Qiao Jianjun, Wang Yan, Bai Juan, Wu Yinhua, Fang Hong
The First Affiliated Hospital, College of Medicine, Zhejiang University, Zhejiang Province, China.
An Bras Dermatol. 2015 Mar-Apr;90(2):237-9. doi: 10.1590/abd1806-4841.20153201.
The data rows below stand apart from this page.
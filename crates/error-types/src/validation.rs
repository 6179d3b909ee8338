//! Validation error types
//!
//! Provides structured validation errors with field-level details
//! for input validation across all services.

use serde::{Deserialize, Serialize};
use std::collections::HashMap;
use thiserror::Error;

/// Validation error with field-level details
#[derive(Debug, Error, Clone, Serialize, Deserialize)]
#[error("Validation failed: {message}")]
pub struct ValidationError {
    /// High-level validation message
    pub message: String,

    /// Field-specific errors
    pub field_errors: HashMap<String, Vec<FieldError>>,

    /// Global errors not tied to specific fields
    pub global_errors: Vec<String>,
}

impl ValidationError {
    /// Create a new validation error
    pub fn new(message: impl Into<String>) -> Self {
        Self {
            message: message.into(),
            field_errors: HashMap::new(),
            global_errors: Vec::new(),
        }
    }

    /// Add a field error
    pub fn add_field_error(
        mut self,
        field: impl Into<String>,
        code: impl Into<String>,
        message: impl Into<String>,
    ) -> Self {
        let field = field.into();
        let error = FieldError {
            code: code.into(),
            message: message.into(),
            params: HashMap::new(),
        };

        self.field_errors
            .entry(field)
            .or_insert_with(Vec::new)
            .push(error);

        self
    }

    /// Add a global error
    pub fn add_global_error(mut self, message: impl Into<String>) -> Self {
        self.global_errors.push(message.into());
        self
    }

    /// Check if validation has any errors
    pub fn has_errors(&self) -> bool {
        !self.field_errors.is_empty() || !self.global_errors.is_empty()
    }

    /// Get total error count
    pub fn error_count(&self) -> usize {
        self.field_errors.values().map(|v| v.len()).sum::<usize>()
            + self.global_errors.len()
    }

    /// Convert to client-friendly JSON response
    pub fn to_response(&self) -> ValidationResponse {
        ValidationResponse {
            message: self.message.clone(),
            errors: self.field_errors.clone(),
            global_errors: self.global_errors.clone(),
        }
    }
}

/// Individual field validation error
#[derive(Debug, Clone, Serialize, Deserialize)]
pub struct FieldError {
    /// Error code (e.g., "required", "invalid_format", "too_long")
    pub code: String,

    /// Human-readable error message
    pub message: String,

    /// Additional parameters for the error
    pub params: HashMap<String, serde_json::Value>,
}

/// Client-friendly validation response
#[derive(Debug, Clone, Serialize, Deserialize)]
pub struct ValidationResponse {
    pub message: String,
    pub errors: HashMap<String, Vec<FieldError>>,
    pub global_errors: Vec<String>,
}

/// Common validation rules
pub mod rules {
    use super::ValidationError;
    use uuid::Uuid;

    /// Validate UUID format
    pub fn validate_uuid(value: &str) -> Result<Uuid, ValidationError> {
        Uuid::parse_str(value).map_err(|_| {
            ValidationError::new("Invalid UUID")
                .add_field_error("id", "invalid_format", "Must be a valid UUID")
        })
    }

    /// Validate string length
    pub fn validate_length(
        field: &str,
        value: &str,
        min: Option<usize>,
        max: Option<usize>,
    ) -> Result<(), ValidationError> {
        let len = value.len();

        if let Some(min) = min {
            if len < min {
                return Err(ValidationError::new("Validation failed")
                    .add_field_error(
                        field,
                        "too_short",
                        format!("Must be at least {} characters", min),
                    ));
            }
        }

        if let Some(max) = max {
            if len > max {
                return Err(ValidationError::new("Validation failed")
                    .add_field_error(
                        field,
                        "too_long",
                        format!("Must be at most {} characters", max),
                    ));
            }
        }

        Ok(())
    }

    /// Validate required field
    pub fn validate_required(field: &str, value: &str) -> Result<(), ValidationError> {
        if value.trim().is_empty() {
            return Err(ValidationError::new("Validation failed")
                .add_field_error(field, "required", "This field is required"));
        }
        Ok(())
    }

    /// Validate numeric range
    pub fn validate_range<T: PartialOrd + std::fmt::Display>(
        field: &str,
        value: T,
        min: Option<T>,
        max: Option<T>,
    ) -> Result<(), ValidationError> {
        if let Some(min) = min {
            if value < min {
                return Err(ValidationError::new("Validation failed")
                    .add_field_error(
                        field,
                        "too_small",
                        format!("Must be at least {}", min),
                    ));
            }
        }

        if let Some(max) = max {
            if value > max {
                return Err(ValidationError::new("Validation failed")
                    .add_field_error(
                        field,
                        "too_large",
                        format!("Must be at most {}", max),
                    ));
            }
        }

        Ok(())
    }
}

/// Builder for validation errors
pub struct ValidationErrorBuilder {
    error: ValidationError,
}

impl ValidationErrorBuilder {
    /// Create new builder
    pub fn new(message: impl Into<String>) -> Self {
        Self {
            error: ValidationError::new(message),
        }
    }

    /// Add field error
    pub fn field(
        mut self,
        field: impl Into<String>,
        code: impl Into<String>,
        message: impl Into<String>,
    ) -> Self {
        self.error = self.error.add_field_error(field, code, message);
        self
    }

    /// Add global error
    pub fn global(mut self, message: impl Into<String>) -> Self {
        self.error = self.error.add_global_error(message);
        self
    }

    /// Build the error if there are any errors, otherwise return Ok
    pub fn build<T>(self) -> Result<T, ValidationError> {
        if self.error.has_errors() {
            Err(self.error)
        } else {
            // This should not happen in practice as builder is used when errors exist
            Err(self.error)
        }
    }

    /// Build and return the error
    pub fn into_error(self) -> ValidationError {
        self.error
    }
}

#[cfg(test)]
mod tests {
    use super::*;
    use super::rules::*;

    #[test]
    fn test_validation_error_builder() {
        let error = ValidationError::new("User validation failed")
            .add_field_error("email", "required", "Email is required")
            .add_field_error("email", "invalid_format", "Invalid email format")
            .add_field_error("age", "too_young", "Must be at least 18")
            .add_global_error("Service temporarily unavailable");

        assert_eq!(error.error_count(), 4);
        assert!(error.has_errors());
        assert_eq!(error.field_errors["email"].len(), 2);
    }

    #[test]
    fn test_length_validation() {
        assert!(validate_length("name", "John", Some(3), Some(10)).is_ok());
        assert!(validate_length("name", "Jo", Some(3), Some(10)).is_err());
        assert!(validate_length("name", "VeryLongName", Some(3), Some(10)).is_err());
    }

    #[test]
    fn test_range_validation() {
        assert!(validate_range("age", 25, Some(18), Some(100)).is_ok());
        assert!(validate_range("age", 15, Some(18), Some(100)).is_err());
        assert!(validate_range("age", 150, Some(18), Some(100)).is_err());
    }
}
We report the case of a 54-year-old woman with concurrent Sweet's syndrome, pathergy phenomenon and eythema nodosum-like lesions associated with suppurative tonsillitis. Tender, violaceous and highly edematous papules and plaques were detected on the forearms and legs, some of which were pseudovesicular. Similar edematous papules were detected on the dorsum of the hands at the sites of intravenous injection. Biopsies of a plaque on the forearm and a papule at the site of intravenous injection confirmed the presence of Sweet's syndrome. Multiple, tender, violet-red, subcutaneous erythematous nodules were revealed on the legs. A biopsy taken from a nodule on the leg revealed septal panniculitis. To our knowledge, no patient with concurrent Sweet's syndrome, pathergy phenomenon, and erythema nodosum-lesions had been reported yet in previous literature.
我们报告了一例54岁女性患者,其同时患有Sweet综合征、同形反应现象以及与化脓性扁桃体炎相关的结节性红斑样病变。在前臂和腿部检测到压痛性、紫红色且高度水肿的丘疹和斑块,其中一些呈假水疱状。在静脉注射部位的手背也检测到了类似的水肿性丘疹。对前臂的一个斑块和静脉注射部位的一个丘疹进行活检,证实存在Sweet综合征。在腿部发现了多个压痛性、紫红斑块、皮下红斑结节。对腿部一个结节进行活检显示为间隔性脂膜炎。据我们所知,此前文献中尚未报道过同时患有Sweet综合征、同形反应现象和结节性红斑样病变的患者。